Thursday, February 28, 2008

Feb 29 2008

MAIN POINTS
The reading first defines "inconsistent" systems of equations, which have no solution. These are probably extremely common in scientific computation because real world data (and data represented inside computers) as coefficients rarely would give an intersection with more than two lines, because a miniscule error in the coefficient could throw it all off. The reading writes a system in vector form, then reminds us that we can calculate the shortest distance from a point to a plane by using the concept of orthogonality, which would give a dot product of 0. This is used to create an equation for finding the least squares for any system.
4.1.2 Generalizes this equation for the specific purpose of finding data to fit a curve.
The solution follows the same steps. Fortunately, the text gives a MATLAB command to calculate least squares.

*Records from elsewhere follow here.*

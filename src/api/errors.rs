// Copyright (c) 2025 Fabstir
// SPDX-License-Identifier: BUSL-1.1
use axum::{
    http::StatusCode,
    response::{IntoResponse, Response},
    Json,
};
use serde::{Deserialize, Serialize};
use std::fmt;
use tracing::{error, warn};

use crate::image_source::SourceError;
use crate::vision::ImageError;

/// Body of every failed request
#[derive(Debug, Clone, Serialize, Deserialize, PartialEq)]
pub struct ErrorResponse {
    pub code: u16,
    pub message: String,
}

#[derive(Debug, Clone)]
pub enum ApiError {
    MissingImageSource,
    InvalidImageUrl(String),
    EmptyImageSource,
    DecodeError(String),
    ImageTooLarge { size: usize, max: usize },
    MalformedUpload(String),
    InvalidQuery(String),
    NotFound(String),
    InternalError(String),
}

impl ApiError {
    /// Application error code carried in the body
    pub fn code(&self) -> u16 {
        match self {
            ApiError::MissingImageSource => 1001,
            ApiError::InvalidImageUrl(_) => 1002,
            ApiError::EmptyImageSource => 1003,
            ApiError::DecodeError(_) => 1004,
            ApiError::ImageTooLarge { .. } => 1005,
            ApiError::MalformedUpload(_) => 1006,
            ApiError::InvalidQuery(_) => 1007,
            ApiError::NotFound(_) => 404,
            ApiError::InternalError(_) => 500,
        }
    }

    pub fn status_code(&self) -> u16 {
        match self {
            ApiError::MissingImageSource
            | ApiError::InvalidImageUrl(_)
            | ApiError::EmptyImageSource
            | ApiError::DecodeError(_)
            | ApiError::MalformedUpload(_)
            | ApiError::InvalidQuery(_) => 400,
            ApiError::ImageTooLarge { .. } => 413,
            ApiError::NotFound(_) => 404,
            ApiError::InternalError(_) => 500,
        }
    }

    pub fn to_response(&self) -> ErrorResponse {
        ErrorResponse {
            code: self.code(),
            message: self.to_string(),
        }
    }
}

impl fmt::Display for ApiError {
    fn fmt(&self, f: &mut fmt::Formatter<'_>) -> fmt::Result {
        match self {
            ApiError::MissingImageSource => {
                write!(f, "No image given: pass image_url or upload image_buf")
            }
            ApiError::InvalidImageUrl(msg) => write!(f, "Invalid image URL: {}", msg),
            ApiError::EmptyImageSource => write!(f, "The image source is empty"),
            ApiError::DecodeError(msg) => write!(f, "Could not decode image: {}", msg),
            ApiError::ImageTooLarge { size, max } => write!(
                f,
                "Image is too large: {} bytes (max: {} bytes)",
                size, max
            ),
            ApiError::MalformedUpload(msg) => write!(f, "Malformed upload: {}", msg),
            ApiError::InvalidQuery(msg) => write!(f, "Invalid query: {}", msg),
            ApiError::NotFound(path) => write!(f, "Not found: {}", path),
            ApiError::InternalError(msg) => write!(f, "Internal error: {}", msg),
        }
    }
}

impl std::error::Error for ApiError {}

impl IntoResponse for ApiError {
    fn into_response(self) -> Response {
        let status =
            StatusCode::from_u16(self.status_code()).unwrap_or(StatusCode::INTERNAL_SERVER_ERROR);
        if status.is_server_error() {
            error!("Request failed: {}", self);
        } else {
            warn!("Request rejected ({}): {}", self.code(), self);
        }

        (status, Json(self.to_response())).into_response()
    }
}

impl From<SourceError> for ApiError {
    fn from(err: SourceError) -> Self {
        match err {
            SourceError::MissingImageSource => ApiError::MissingImageSource,
            SourceError::InvalidImageUrl { url, reason } => {
                ApiError::InvalidImageUrl(format!("{} ({})", url, reason))
            }
            SourceError::EmptyImageSource => ApiError::EmptyImageSource,
            SourceError::TooLarge { size, max } => ApiError::ImageTooLarge { size, max },
            SourceError::Client(msg) => ApiError::InternalError(msg),
        }
    }
}

impl From<ImageError> for ApiError {
    fn from(err: ImageError) -> Self {
        match err {
            ImageError::TooLarge(size, max) => ApiError::ImageTooLarge { size, max },
            ImageError::EmptyData => ApiError::EmptyImageSource,
            ImageError::UnsupportedFormat | ImageError::DecodeFailed(_) => {
                ApiError::DecodeError(err.to_string())
            }
            ImageError::EncodeFailed(_) => ApiError::InternalError(err.to_string()),
        }
    }
}
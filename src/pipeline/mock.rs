// Copyright (c) 2025 Fabstir
// SPDX-License-Identifier: BUSL-1.1
//! Random-result pipeline for the mock surface

use rand::rngs::StdRng;
use rand::{Rng, SeedableRng};
use std::sync::Mutex;

use super::types::{EyeInfo, EyeResult, FaceInfo, PhotoInfo};
use super::ScreeningPipeline;
use crate::vision::{encode_for_embedding, DecodedImage, ImageError, Rect};

const MAX_COORD: u32 = 1000;
const MAX_SIDE: u32 = 500;
const MAX_FACES: usize = 5;
const MAX_PROCESS_TIME_MS: f64 = 1000.0;
const EYE_FOUND_PROB: f64 = 0.8;

/// Produces well-formed reports with random contents and no image analysis.
///
/// When annotation is requested the submitted image is re-encoded and
/// attached at the top level only.
pub struct MockPipeline {
    rng: Mutex<StdRng>,
}

impl MockPipeline {
    pub fn new(seed: Option<u64>) -> Self {
        let rng = match seed {
            Some(seed) => StdRng::seed_from_u64(seed),
            None => StdRng::from_entropy(),
        };
        Self {
            rng: Mutex::new(rng),
        }
    }

    fn with_rng<T>(&self, f: impl FnOnce(&mut StdRng) -> T) -> T {
        let mut rng = self.rng.lock().unwrap_or_else(|poisoned| poisoned.into_inner());
        f(&mut rng)
    }
}

fn random_rect(rng: &mut StdRng) -> Rect {
    Rect::new(
        rng.gen_range(0..=MAX_COORD),
        rng.gen_range(0..=MAX_COORD),
        rng.gen_range(1..=MAX_SIDE),
        rng.gen_range(1..=MAX_SIDE),
    )
}

fn random_eye(rng: &mut StdRng) -> EyeInfo {
    EyeInfo {
        rect: random_rect(rng),
        leuko_prob: rng.gen::<f64>(),
        process_time: rng.gen_range(0.0..MAX_PROCESS_TIME_MS),
        annotated_image: None,
    }
}

fn random_eye_result(rng: &mut StdRng) -> EyeResult {
    if rng.gen_bool(EYE_FOUND_PROB) {
        EyeResult::Found(random_eye(rng))
    } else {
        EyeResult::NotFound
    }
}

fn random_face(rng: &mut StdRng) -> FaceInfo {
    FaceInfo {
        rect: random_rect(rng),
        left_eye: random_eye_result(rng),
        right_eye: random_eye_result(rng),
        process_time: rng.gen_range(0.0..MAX_PROCESS_TIME_MS),
        annotated_image: None,
    }
}

fn annotation(image: &DecodedImage, annotate: bool) -> Result<Option<String>, ImageError> {
    annotate
        .then(|| encode_for_embedding(&image.rgb))
        .transpose()
}

impl ScreeningPipeline for MockPipeline {
    fn name(&self) -> &'static str {
        "mock"
    }

    fn process_eye(&self, image: &DecodedImage, annotate: bool) -> Result<EyeInfo, ImageError> {
        let mut eye = self.with_rng(random_eye);
        eye.annotated_image = annotation(image, annotate)?;
        Ok(eye)
    }

    fn process_face(&self, image: &DecodedImage, annotate: bool) -> Result<FaceInfo, ImageError> {
        let mut face = self.with_rng(random_face);
        face.annotated_image = annotation(image, annotate)?;
        Ok(face)
    }

    fn process_photo(
        &self,
        image: &DecodedImage,
        annotate: bool,
    ) -> Result<PhotoInfo, ImageError> {
        let faces: Vec<FaceInfo> = self.with_rng(|rng| {
            let count = rng.gen_range(0..=MAX_FACES);
            (0..count).map(|_| random_face(rng)).collect()
        });

        Ok(PhotoInfo {
            faces,
            annotated_image: annotation(image, annotate)?,
        })
    }
}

The second half of the reading takes an example we've touched upon in class — periodic temperature. This leads to a large number of data points being punched into the formula. Then it covers exponential growth, going on to Moore's law and concentration of checmicals in the bloodstream.... a hearty dose of examples.

CHALLENGES
I see that there is equation 4.6. I don't understand what the operation A^T is doing— it's turning A on its side, but what are the implications of this? Also, I don't get how they solve for the final least-squares solution with Gaussian elimination (on the top of page 197). Because of this, I still don't really get the process of turning this large system into a least square number, especially when dealing with curves that aren't lines. I would like to see an example calculation before we try this in MATLAB!

REFLECTIONS
The fact that models such as sines and exponential functions can work inside this matrix model for best fit is interesting. I've used simple equations for regression lines in high school biology and chemistry, and generated them automatically in excel for college chemistry, and never understood the reasoning behind them. This could be very useful in robotics— estimating things like movement and vision in which a limited number of discrete data points is available. The text also points out how it is useful for compression, and I'm curious about what kinds of compression use these ideas.